Ric-8 controls Drosophila neural progenitor asymmetric division by regulating heterotrimeric G proteins

Asymmetric division of Drosophila neuroblasts (NBs) and the Caenorhabditis elegans zygote uses polarity cues provided by the Par proteins, as well as heterotrimeric G-protein-signalling that is activated by a receptor-independent mechanism mediated by GoLoco/GPR motif proteins(1,2).

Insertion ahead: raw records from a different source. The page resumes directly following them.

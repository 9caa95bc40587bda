//! Randomized cycle parameters: swap counts, waits, pair and bin-step picks.
//!
//! Every helper takes the RNG explicitly so callers can seed it in tests.

use rand::seq::SliceRandom;
use rand::Rng;
use serde::{Deserialize, Serialize};
use std::time::Duration;

use super::token::TokenDescriptor;

/// Inclusive `[min, max]` range, configured as a two-element array
#[derive(Debug, Clone, Copy, PartialEq, Eq, Serialize, Deserialize)]
#[serde(from = "[u64; 2]", into = "[u64; 2]")]
pub struct RangeInclusive {
    pub min: u64,
    pub max: u64,
}

impl RangeInclusive {
    pub const fn new(min: u64, max: u64) -> Self {
        Self { min, max }
    }

    pub fn is_valid(&self) -> bool {
        self.min <= self.max
    }
}

impl From<[u64; 2]> for RangeInclusive {
    fn from(value: [u64; 2]) -> Self {
        Self::new(value[0], value[1])
    }
}

impl From<RangeInclusive> for [u64; 2] {
    fn from(value: RangeInclusive) -> Self {
        [value.min, value.max]
    }
}

/// Uniform integer in `[min, max]`, both ends inclusive. Swaps inverted bounds.
pub fn random_int<R: Rng + ?Sized>(rng: &mut R, min: u64, max: u64) -> u64 {
    let (lo, hi) = if min <= max { (min, max) } else { (max, min) };
    rng.gen_range(lo..=hi)
}

/// Uniform wait in a millisecond window
pub fn random_wait<R: Rng + ?Sized>(rng: &mut R, window_ms: RangeInclusive) -> Duration {
    Duration::from_millis(random_int(rng, window_ms.min, window_ms.max))
}

/// Two distinct random tokens, kept in configuration order so the first one
/// owns `token_x_amount`. `None` with fewer than two tokens.
pub fn select_token_pair<'a, R: Rng + ?Sized>(
    rng: &mut R,
    tokens: &'a [TokenDescriptor],
) -> Option<(&'a TokenDescriptor, &'a TokenDescriptor)> {
    if tokens.len() < 2 {
        return None;
    }
    let mut picked = rand::seq::index::sample(rng, tokens.len(), 2).into_vec();
    picked.sort_unstable();
    Some((&tokens[picked[0]], &tokens[picked[1]]))
}

pub fn select_bin_step<R: Rng + ?Sized>(rng: &mut R, bin_steps: &[u16]) -> Option<u16> {
    bin_steps.choose(rng).copied()
}

#[cfg(test)]
mod tests {
    use super::*;
    use rand::rngs::StdRng;
    use rand::SeedableRng;

    #[test]
    fn test_random_int_stays_in_range() {
        let mut rng = StdRng::seed_from_u64(7);
        for (min, max) in [(0u64, 0u64), (3, 3), (1, 2), (5, 10), (0, 1_000)] {
            for _ in 0..2_000 {
                let v = random_int(&mut rng, min, max);
                assert!(v >= min && v <= max, "{} outside [{}, {}]", v, min, max);
            }
        }
    }

    #[test]
    fn test_random_int_hits_both_bounds() {
        let mut rng = StdRng::seed_from_u64(42);
        let samples: Vec<u64> = (0..1_000).map(|_| random_int(&mut rng, 2, 4)).collect();
        assert!(samples.contains(&2));
        assert!(samples.contains(&4));
    }

    #[test]
    fn test_random_int_inverted_bounds() {
        let mut rng = StdRng::seed_from_u64(1);
        let v = random_int(&mut rng, 9, 3);
        assert!((3..=9).contains(&v));
    }

    #[test]
    fn test_random_wait_window() {
        let mut rng = StdRng::seed_from_u64(3);
        for _ in 0..500 {
            let wait = random_wait(&mut rng, RangeInclusive::new(5_000, 15_000));
            assert!(wait >= Duration::from_millis(5_000));
            assert!(wait <= Duration::from_millis(15_000));
        }
    }

    #[test]
    fn test_select_token_pair_distinct() {
        let mut rng = StdRng::seed_from_u64(11);
        let tokens = vec![
            TokenDescriptor::new("A", "a", 6),
            TokenDescriptor::new("B", "b", 6),
            TokenDescriptor::new("C", "c", 9),
        ];
        for _ in 0..200 {
            let (x, y) = select_token_pair(&mut rng, &tokens).unwrap();
            assert_ne!(x.symbol, y.symbol);
            assert!(x.symbol < y.symbol, "pair {}-{} out of configuration order", x.symbol, y.symbol);
        }
        assert!(select_token_pair(&mut rng, &tokens[..1]).is_none());
    }

    #[test]
    fn test_select_bin_step() {
        let mut rng = StdRng::seed_from_u64(5);
        let steps = [10u16, 20, 80];
        for _ in 0..100 {
            assert!(steps.contains(&select_bin_step(&mut rng, &steps).unwrap()));
        }
        assert!(select_bin_step(&mut rng, &[]).is_none());
    }

    #[test]
    fn test_range_deserializes_from_array() {
        #[derive(Deserialize)]
        struct Wrapper {
            range: RangeInclusive,
        }
        let w: Wrapper = toml::from_str("range = [2, 5]").unwrap();
        assert_eq!(w.range, RangeInclusive::new(2, 5));
        assert!(w.range.is_valid());
        assert!(!RangeInclusive::new(5, 2).is_valid());
    }
}
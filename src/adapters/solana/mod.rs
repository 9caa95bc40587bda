pub mod rpc;
pub mod wallet;

pub use rpc::SolanaClient;
pub use wallet::{load_wallets, parse_private_key_list, WalletError, WalletManager};
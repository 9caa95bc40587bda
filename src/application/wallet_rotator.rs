//! Round-robin wallet rotation.

use solana_sdk::{
    pubkey::Pubkey,
    signature::{Keypair, Signer},
};
use std::sync::atomic::{AtomicUsize, Ordering};
use std::sync::Arc;

use crate::adapters::solana::WalletManager;
use crate::domain::FarmError;

/// Hands out the configured wallets in order, wrapping around at the end
#[derive(Debug)]
pub struct WalletRotator {
    wallets: Vec<Arc<Keypair>>,
    index: AtomicUsize,
}

impl WalletRotator {
    pub fn new(wallets: Vec<Arc<Keypair>>) -> Result<Self, FarmError> {
        if wallets.is_empty() {
            return Err(FarmError::Configuration(
                "wallet rotator needs at least one wallet".to_string(),
            ));
        }

        Ok(Self {
            wallets,
            index: AtomicUsize::new(0),
        })
    }

    pub fn from_managers(managers: Vec<WalletManager>) -> Result<Self, FarmError> {
        let wallets = managers
            .iter()
            .map(|m| Arc::new(m.keypair().insecure_clone()))
            .collect();
        Self::new(wallets)
    }

    /// Next wallet in rotation. Concurrent callers each get their own slot.
    pub fn next(&self) -> Arc<Keypair> {
        let slot = self.index.fetch_add(1, Ordering::Relaxed) % self.wallets.len();
        Arc::clone(&self.wallets[slot])
    }

    pub fn len(&self) -> usize {
        self.wallets.len()
    }

    pub fn is_empty(&self) -> bool {
        self.wallets.is_empty()
    }

    pub fn pubkeys(&self) -> Vec<Pubkey> {
        self.wallets.iter().map(|w| w.pubkey()).collect()
    }
}
//! Farming Loop
//!
//! Drives the cycle controller until stopped: rotate wallet, run one cycle,
//! then sleep the cycle's delay on success or the error backoff on failure.
//! A failed cycle is logged and the loop carries on.

use chrono::{DateTime, Utc};
use solana_sdk::signature::Signer;
use std::sync::atomic::{AtomicU64, Ordering};
use std::sync::Arc;
use std::time::Duration;
use tokio::sync::{Notify, RwLock};

use super::cycle::PositionCycleController;
use super::wallet_rotator::WalletRotator;

#[derive(Debug, Default)]
struct LoopCounters {
    iterations: AtomicU64,
    successes: AtomicU64,
    failures: AtomicU64,
    swaps: AtomicU64,
}

/// Status snapshot of the farming loop
#[derive(Debug, Clone)]
pub struct FarmingStatus {
    pub is_running: bool,
    pub iterations: u64,
    pub successes: u64,
    pub failures: u64,
    pub swaps: u64,
    pub started_at: Option<DateTime<Utc>>,
    pub last_error: Option<String>,
}

pub struct FarmingLoop {
    controller: Arc<PositionCycleController>,
    rotator: Arc<WalletRotator>,
    wait_after_error: Duration,
    max_cycles: Option<u64>,
    is_running: Arc<RwLock<bool>>,
    shutdown: Arc<Notify>,
    counters: Arc<LoopCounters>,
    started_at: Arc<RwLock<Option<DateTime<Utc>>>>,
    last_error: Arc<RwLock<Option<String>>>,
}

impl FarmingLoop {
    pub fn new(
        controller: Arc<PositionCycleController>,
        rotator: Arc<WalletRotator>,
        wait_after_error: Duration,
    ) -> Self {
        Self {
            controller,
            rotator,
            wait_after_error,
            max_cycles: None,
            is_running: Arc::new(RwLock::new(false)),
            shutdown: Arc::new(Notify::new()),
            counters: Arc::new(LoopCounters::default()),
            started_at: Arc::new(RwLock::new(None)),
            last_error: Arc::new(RwLock::new(None)),
        }
    }

    /// Stop after this many cycles instead of running until stopped
    pub fn with_max_cycles(mut self, max_cycles: Option<u64>) -> Self {
        self.max_cycles = max_cycles;
        self
    }

    /// Run the farming loop until `stop` is called
    pub async fn run(&self) {
        *self.is_running.write().await = true;
        *self.started_at.write().await = Some(Utc::now());

        tracing::info!(
            "Starting farming loop - {} wallet(s), error backoff {:?}",
            self.rotator.len(),
            self.wait_after_error
        );

        while *self.is_running.read().await {
            let wait = self.iteration().await;

            if let Some(max) = self.max_cycles {
                if self.counters.iterations.load(Ordering::SeqCst) >= max {
                    tracing::info!("Reached {} cycles", max);
                    break;
                }
            }
            if !*self.is_running.read().await {
                break;
            }
            tokio::select! {
                _ = tokio::time::sleep(wait) => {}
                _ = self.shutdown.notified() => {}
            }
        }

        *self.is_running.write().await = false;
        tracing::info!("Farming loop stopped");
    }

    /// One wallet rotation plus one cycle. Returns how long to wait before the next.
    async fn iteration(&self) -> Duration {
        let iteration = self.counters.iterations.fetch_add(1, Ordering::SeqCst) + 1;
        let wallet = self.rotator.next();
        tracing::info!("=== Cycle #{} | wallet {} ===", iteration, wallet.pubkey());

        match self.controller.run_cycle(&wallet).await {
            Ok(outcome) => {
                self.counters.successes.fetch_add(1, Ordering::SeqCst);
                self.counters
                    .swaps
                    .fetch_add(outcome.swaps.len() as u64, Ordering::SeqCst);
                tracing::info!(
                    "Cycle #{} done | pool {} | {} swaps | waiting {}s",
                    iteration,
                    outcome.pool.address,
                    outcome.swaps.len(),
                    outcome.next_delay.as_secs()
                );
                outcome.next_delay
            }
            Err(e) => {
                self.counters.failures.fetch_add(1, Ordering::SeqCst);
                tracing::error!(
                    "Cycle #{} failed: {} | retrying in {}s",
                    iteration,
                    e,
                    self.wait_after_error.as_secs()
                );
                *self.last_error.write().await = Some(e.to_string());
                self.wait_after_error
            }
        }
    }

    /// Stop the loop at the next await point; wakes any pending sleep
    pub async fn stop(&self) {
        *self.is_running.write().await = false;
        self.shutdown.notify_one();
        tracing::info!("Stop signal sent to farming loop");
    }

    /// Get current status snapshot
    pub async fn status(&self) -> FarmingStatus {
        FarmingStatus {
            is_running: *self.is_running.read().await,
            iterations: self.counters.iterations.load(Ordering::SeqCst),
            successes: self.counters.successes.load(Ordering::SeqCst),
            failures: self.counters.failures.load(Ordering::SeqCst),
            swaps: self.counters.swaps.load(Ordering::SeqCst),
            started_at: *self.started_at.read().await,
            last_error: self.last_error.read().await.clone(),
        }
    }
}

// Clones share the running flag and counters, so a signal handler can stop the loop
impl Clone for FarmingLoop {
    fn clone(&self) -> Self {
        Self {
            controller: Arc::clone(&self.controller),
            rotator: Arc::clone(&self.rotator),
            wait_after_error: self.wait_after_error,
            max_cycles: self.max_cycles,
            is_running: Arc::clone(&self.is_running),
            shutdown: Arc::clone(&self.shutdown),
            counters: Arc::clone(&self.counters),
            started_at: Arc::clone(&self.started_at),
            last_error: Arc::clone(&self.last_error),
        }
    }
}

Another key component of this non-canonical G-protein activation mechanism is a non-receptor guanine nucleotide-exchange factor (GEF) for G alpha, RIC-8, which has recently been characterized in C. elegans and in mammals(3-6). We show here that the Drosophila Ric-8 homologue is required for asymmetric division of both NBs and pI cells. Ric-8 is necessary for membrane targeting of G alpha i, Pins and G beta 13F, presumably by regulating multiple G alpha subunit( s). Ric-8 forms an in vivo complex with Gai and interacts preferentially with GDP - G alpha i, which is consistent with Ric-8 acting as a GEF for G alpha i. Comparisons of the phenotypes of G alpha i, Ric-8, G beta 13F single and Ric-8; G beta 13F double loss-of-function mutants indicate that, in NBs, Ric-8 positively regulates G alpha i activity. In addition, G beta gamma. acts to restrict G alpha i ( and GoLoco proteins) to the apical cortex, where Gai ( and Pins) can mediate asymmetric spindle geometry.